The National Association of Anorexia Nervosa and Associated Disorders (ANAD) estimates that 30 million people in the U.S. have an eating disorder, such as anorexia, bulimia, or binge eating disorder. For people struggling with these potentially life-threatening eating habits, mindfulness can be a very important part of treatment. Mindfulness is defined as a a full awareness of what’s going on in the present moment, both what’s happening in our environment and our thoughts and feelings within.
Mindfulness further means receiving these signals in a non-judgmental space that simply allows us to “be” in that moment. While not a panacea that will cure all the issues of an eating disorder, learning how to eat mindfully can be a very important part of improving your relationship to food, your body, and yourself. Doctors Jean Kristeller and Ruth Wolvever say the goals of therapeutic teaching of mindful eating are to ” controlling responses to varying emotional states; making conscious food choices; developing an awareness of hunger and satiety cues; and cultivating self-acceptance.”

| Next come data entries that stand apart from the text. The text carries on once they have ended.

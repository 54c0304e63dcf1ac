//! Walks through the editor flow without a renderer attached: add a box
//! group and a pyramid group, select a primitive, print both outbound views,
//! trigger a capacity failure, and clear the scene.
//!
//! Run with `RUST_LOG=debug` to see the scene's log output.

use anyhow::Result;
use cairn::prelude::*;

fn main() -> Result<()> {
    env_logger::init();

    let mut scene = cairn::default();

    let box_ids = scene.add_group(&GroupParams::new(
        PrimitiveKind::Box,
        Dimensions::default(),
        3,
    ))?;
    scene.add_group(&GroupParams::new(
        PrimitiveKind::Pyramid,
        Dimensions::new(2.0, 2.0, 3.0),
        2,
    ))?;
    scene.select(box_ids[0])?;

    println!("--- list view ---");
    for entry in scene.list_entries() {
        println!(
            "{:10} {} at ({}, {}, {}){}",
            entry.label,
            rgb_to_hex(entry.swatch),
            entry.position.x,
            entry.position.y,
            entry.position.z,
            if entry.selected { "  [selected]" } else { "" }
        );
    }

    println!("--- draw list ---");
    for instance in scene.draw_list() {
        println!(
            "mesh with {} vertices / {} triangles at y = {}{}",
            instance.geometry.vertex_count(),
            instance.geometry.triangle_count(),
            instance.position.y,
            if instance.outlined { "  (outlined)" } else { "" }
        );
    }

    // The ring scan covers 361 cells, so this request cannot fit and the
    // scene stays exactly as it was.
    match scene.add_group(&GroupParams::new(
        PrimitiveKind::Box,
        Dimensions::default(),
        1000,
    )) {
        Err(err) => println!("expected failure: {err}"),
        Ok(_) => unreachable!("a 1000-primitive group cannot fit on the grid"),
    }
    println!("scene still holds {} primitives", scene.len());

    scene.clear();
    println!("cleared, {} primitives remain", scene.len());

    Ok(())
}
//! # Cairn Prelude
//!
//! This module provides a convenient way to import the commonly used types
//! of the scene kernel.
//!
//! ## Usage
//!
//! ```
//! use cairn::prelude::*;
//!
//! let mut scene = cairn::default();
//! let ids = scene
//!     .add_group(&GroupParams::new(PrimitiveKind::Box, Dimensions::default(), 2))
//!     .unwrap();
//! scene.select(ids[0]).unwrap();
//! assert_eq!(scene.len(), 2);
//! ```

// Re-export the scene container and its request/view types
pub use crate::scene::{Dimensions, DrawInstance, GroupParams, ListEntry, Primitive, PrimitiveId, Scene};

// Re-export geometry types and builders
pub use crate::geometry::{
    generate_box, generate_primitive, generate_pyramid, hex_to_rgb, rgb_to_hex, ColorVertex,
    MeshData, PrimitiveKind, Rgb, PALETTE,
};

// Re-export the grid allocator
pub use crate::placement::{
    cell_to_world, find_free_cells, find_free_positions, GridCell, GRID_RADIUS, GRID_STEP,
};

// Re-export error types
pub use crate::error::{GeometryError, SceneError};

pub use crate::default;

// Re-export common external dependencies
pub use cgmath::Vector3;
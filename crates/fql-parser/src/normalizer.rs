//! Token normalization
//!
//! Collapses dotted field paths into single identifier tokens before
//! parsing: `properties` `.` `name` becomes one `properties.name` token.
//! A merged identifier participates in the next lookahead check, so
//! multi-dot paths like `context.traits.name` collapse fully in one pass.
//! Normalization cannot fail and is idempotent.

use crate::lexer::{Token, TokenKind};

/// Merge `Ident Dot Ident` triples into single compound identifiers
pub fn normalize(tokens: Vec<Token>) -> Vec<Token> {
    let mut normalized: Vec<Token> = Vec::with_capacity(tokens.len());
    let mut iter = tokens.into_iter().peekable();

    while let Some(token) = iter.next() {
        let merges = token.kind == TokenKind::Dot
            && normalized
                .last()
                .is_some_and(|prev| prev.kind == TokenKind::Ident)
            && iter.peek().is_some_and(|next| next.kind == TokenKind::Ident);

        if merges {
            if let (Some(prev), Some(next)) = (normalized.pop(), iter.next()) {
                normalized.push(Token::ident(format!(
                    "{}{}{}",
                    prev.text, token.text, next.text
                )));
            }
        } else {
            normalized.push(token);
        }
    }

    normalized
}

#[cfg(test)]
mod tests {
    use super::*;
    use crate::lexer::tokenize;

    #[test]
    fn test_merges_single_dotted_path() {
        let tokens = normalize(tokenize("properties.name != null"));
        assert_eq!(tokens[0], Token::ident("properties.name"));
        assert_eq!(tokens.len(), 4);
    }

    #[test]
    fn test_merges_multi_dot_path() {
        let tokens = normalize(tokenize("context.traits.name = \"x\""));
        assert_eq!(tokens[0], Token::ident("context.traits.name"));
    }

    #[test]
    fn test_leaves_other_tokens_alone() {
        let tokens = tokenize("type = \"track\" and properties.price >= 100");
        let normalized = normalize(tokens.clone());
        assert_eq!(normalized.len(), tokens.len() - 2);
        assert_eq!(normalized.last(), Some(&Token::eos()));
    }

    #[test]
    fn test_stray_dot_passes_through() {
        // Dot with no identifier on one side is not merged
        let tokens = normalize(tokenize(". name"));
        assert_eq!(tokens[0].kind, TokenKind::Dot);
        assert_eq!(tokens[1], Token::ident("name"));
    }

    #[test]
    fn test_normalization_is_idempotent() {
        for source in [
            "properties.name != null",
            "context.traits.name = \"x\"",
            "type = \"track\" and event = \"Order Completed\"",
            "contains(properties.name, \"Nike\")",
        ] {
            let once = normalize(tokenize(source));
            let twice = normalize(once.clone());
            assert_eq!(once, twice, "source: {:?}", source);
        }
    }
}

Simply being told how to eat healthfully, or taught principles of nutrition is often not enough. That’s because disordered eating is driven at a deeper level than the rational brain. Many people’s decisions to eat (or not eat) are triggered by strong emotions and grounded in external “rules” they either follow strictly, or rebel against. It’s easy enough for new principles of eating to be “learned” in your head, but it won’t make a different unless it’s absorbed by deeper parts of you. With such a disordered relationship to food, it stops becoming something to enjoy and nourish you, and instead becomes something you either indulge in compulsively, or avoid fearfully. This means eating is no longer tied to your body’s needs, no longer related to your physical needs to have your hunger satisfied.
Listening to Physical Cues:
Your body is fully capable of knowing what its true needs are. Healthy food, filled with fruits, vegetables, and complex carbohydrates are the best sources of “fuel” that allow you go throughout the day with energy and good feelings. “Hunger” is the body’s way of saying it needs more of this fuel, and is a cue to make you eat, until you are “full,” meaning have taken in enough for the time being.
Mindfully attending to your body means choosing to eat when the body feels hunger, paying attention to cues like tiredness, difficulty concentrating, and a rumbling, aching feeling in the stomach, located just below your ribcage. People with eating disorders have often gotten used to suppressing their natural hunger and feel the need to “discipline” their way into numbness. For that reason, it takes extra time and work to learn how to get reacquainted with your body and its needs. Pay attention to the signs of hunger, and the signs of a satisfied stomach, so that you can gradually develop habits of eating what you need when you need it.
Eating with Awareness:
Once you have decided it’s a good time to eat, practice eating slowly, taking in the food with all your senses. Try to be totally aware of the smell, flavors, and textures, so that eating becomes a truly enjoyable experience in and of itself. This careful, deliberate, and thoughtful process of eating should be followed by thinking about what is going on inside you. How is this food making you feel? Do you feel driven to more, or are you feeling full? This may be a radically different way of approaching food, and a habit that might take a lot of practice to develop, but over time, it can help you become more aware and in control of your attitudes to eating.
Know your Emotions:
This deep sense of “stomach hunger” is different from what is called “emotional hunger.” Emotional hunger is not triggered by your real needs, but turns to food as a way to deal with anxious, sad, or happy feelings. Other people may respond to a feeling of a lack of control by abstaining or controlling their food intake. Mindfulness can be helpful as a way of understanding your emotions, and getting at the root of their true causes. Achieving this better understanding can lead to coping devices that respond to your real needs, separating them from your eating habits.